MATERIAL FOR THE TASK Start Marker
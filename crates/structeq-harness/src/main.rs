//! Equality scenario runner
//!
//! Runs every scenario under every configured assertion style, prints a
//! summary, and exits non-zero when any comparison reported a difference.

use anyhow::Result;
use structeq_harness::{Harness, HarnessConfig};
use tracing::info;
use tracing_subscriber::{EnvFilter, FmtSubscriber};

fn main() -> Result<()> {
    // Initialize tracing
    let filter = EnvFilter::try_from_default_env().unwrap_or_else(|_| EnvFilter::new("info"));
    let subscriber = FmtSubscriber::builder()
        .with_env_filter(filter)
        .with_target(true)
        .finish();
    tracing::subscriber::set_global_default(subscriber)?;

    let config = HarnessConfig::from_env()?;
    info!(?config, "starting equality scenarios");

    let mut harness = Harness::new(config);
    harness.run_all();
    harness.print_summary();

    if !harness.all_passed() {
        info!(failed = harness.failures().count(), "finished with differences");
        std::process::exit(1);
    }

    Ok(())
}
//! Shared-field projection for "almost equivalent" comparisons
//!
//! A request and its response have different shapes: the response carries an
//! extra identifier. Comparing them means comparing only the fields they
//! share, so every shape that carries those fields projects into the same
//! borrowed [`ModelFields`] view and the two views are compared instead.

use serde::Serialize;
use structeq_core::{path, Difference, Fieldwise, Structural, Value};

use crate::embedded::{BaseModel, CreateEmbeddedRequest, EmbeddedResponse};
use crate::request::{CreateModelRequest, ModelResponse, SubModel};

/// The fields common to every request and response shape
#[derive(Debug, Clone, Copy, PartialEq, Serialize)]
pub struct ModelFields<'a> {
    pub the_string: &'a str,
    pub the_int: i64,
    pub complex_type: &'a SubModel,
}

/// Shapes that can be projected onto [`ModelFields`]
pub trait SharedFields {
    fn shared_fields(&self) -> ModelFields<'_>;
}

impl SharedFields for CreateModelRequest {
    fn shared_fields(&self) -> ModelFields<'_> {
        ModelFields {
            the_string: &self.the_string,
            the_int: self.the_int,
            complex_type: &self.complex_type,
        }
    }
}

impl SharedFields for ModelResponse {
    fn shared_fields(&self) -> ModelFields<'_> {
        ModelFields {
            the_string: &self.the_string,
            the_int: self.the_int,
            complex_type: &self.complex_type,
        }
    }
}

impl SharedFields for BaseModel {
    fn shared_fields(&self) -> ModelFields<'_> {
        ModelFields {
            the_string: &self.the_string,
            the_int: self.the_int,
            complex_type: &self.complex_type,
        }
    }
}

impl SharedFields for CreateEmbeddedRequest {
    fn shared_fields(&self) -> ModelFields<'_> {
        self.base.shared_fields()
    }
}

impl SharedFields for EmbeddedResponse {
    fn shared_fields(&self) -> ModelFields<'_> {
        self.base.shared_fields()
    }
}

impl Structural for ModelFields<'_> {
    fn to_value(&self) -> Value {
        Value::record()
            .field("the_string", self.the_string)
            .field("the_int", &self.the_int)
            .field("complex_type", self.complex_type)
            .build()
    }
}

impl Fieldwise for ModelFields<'_> {
    fn fieldwise_diff(&self, other: &Self, at: &str, differences: &mut Vec<Difference>) {
        self.the_string
            .fieldwise_diff(other.the_string, &path::field(at, "the_string"), differences);
        self.the_int
            .fieldwise_diff(&other.the_int, &path::field(at, "the_int"), differences);
        self.complex_type
            .fieldwise_diff(other.complex_type, &path::field(at, "complex_type"), differences);
    }
}
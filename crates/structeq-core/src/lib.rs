//! Structural equality for structured values
//!
//! This crate lowers typed values into a [`Value`] tree and compares two
//! trees recursively, reporting the path and both sides of every place they
//! diverge.
//!
//! - Primitives compare exactly (floats bit for bit, timestamps to the
//!   nanosecond)
//! - Records compare field by field
//! - Sequences compare in order and are length-sensitive
//! - Mappings compare by key, independent of insertion order
//!
//! # Example
//!
//! ```
//! use structeq_core::{compare_structural, equal, CompareOptions};
//!
//! assert!(equal(&vec![1i64, 2], &vec![1i64, 2]));
//! assert!(!equal(&vec![1i64, 2], &vec![2i64, 1]));
//!
//! let result = compare_structural("list", &vec!["foo"], &vec!["baz"], &CompareOptions::new());
//! assert_eq!(result.paths(), vec!["[0]"]);
//! ```

mod compare;
mod error;
mod fieldwise;
mod json;
pub mod path;
mod value;

pub use compare::{
    compare, compare_structural, equal, first_difference, CompareOptions, ComparisonResult,
    DiffCategory, Difference,
};
pub use error::{CompareError, CompareResult};
pub use fieldwise::Fieldwise;
pub use json::{compare_json, compare_serialized};
pub use value::{RecordBuilder, Structural, Value, ValueKind};
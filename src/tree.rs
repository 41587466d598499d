//! Requirement tree for `emu-recipe requires`.
//!
//! ```text
//! emu v1.0.0
//! ├── fmt/10.2.1 (transitive headers)
//! └── open62541/1.3.9 (transitive headers)
//! ```

use colored::*;

use crate::descriptor::PackageDescriptor;

pub fn render(descriptor: &PackageDescriptor) -> Vec<String> {
    let id = descriptor.identity();
    let mut lines = vec![format!("{} v{}", id.name.bold().cyan(), id.version)];

    let requirements = descriptor.requirements().resolve();
    if requirements.is_empty() {
        lines.push("└── (no dependencies)".to_string());
        return lines;
    }

    let count = requirements.len();
    for (i, req) in requirements.iter().enumerate() {
        let prefix = if i == count - 1 { "└──" } else { "├──" };
        let visibility = if req.transitive_headers {
            "transitive headers".green()
        } else {
            "private headers".dimmed()
        };
        lines.push(format!(
            "{} {}/{} ({})",
            prefix,
            req.name.bold(),
            req.version,
            visibility
        ));
    }
    lines
}

pub fn print_tree(descriptor: &PackageDescriptor) {
    for line in render(descriptor) {
        println!("{line}");
    }
}

#[cfg(test)]
mod tests {
    use super::*;
    use crate::deps::DependencyResolver;
    use crate::descriptor::PackageIdentity;

    fn identity() -> PackageIdentity {
        PackageIdentity {
            name: "demo".into(),
            version: "0.1.0".into(),
            license: "MIT".into(),
            author: "nobody".into(),
            url: "https://example.invalid".into(),
            description: "demo".into(),
        }
    }

    #[test]
    fn test_emu_tree() {
        colored::control::set_override(false);
        let lines = render(&PackageDescriptor::emu());
        assert_eq!(
            lines,
            [
                "emu v1.0.0",
                "├── fmt/10.2.1 (transitive headers)",
                "└── open62541/1.3.9 (transitive headers)",
            ]
        );
    }

    #[test]
    fn test_tree_without_dependencies() {
        colored::control::set_override(false);
        let d = PackageDescriptor::new(identity(), DependencyResolver::new());
        assert_eq!(render(&d)[1], "└── (no dependencies)");
    }

    #[test]
    fn test_private_headers_label() {
        colored::control::set_override(false);
        let mut deps = DependencyResolver::new();
        deps.declare("zlib", "1.3.1", false);
        let d = PackageDescriptor::new(identity(), deps);
        assert!(render(&d)[1].ends_with("(private headers)"));
    }
}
MATERIAL FOR THE TASK End Marker
→ REQUIRED WORK
Look through the records and gather every line containing "PackageIdentity".

→ ANSWER FOR THIS EXERCISE
    use crate::descriptor::PackageIdentity;
    fn identity() -> PackageIdentity {
        PackageIdentity {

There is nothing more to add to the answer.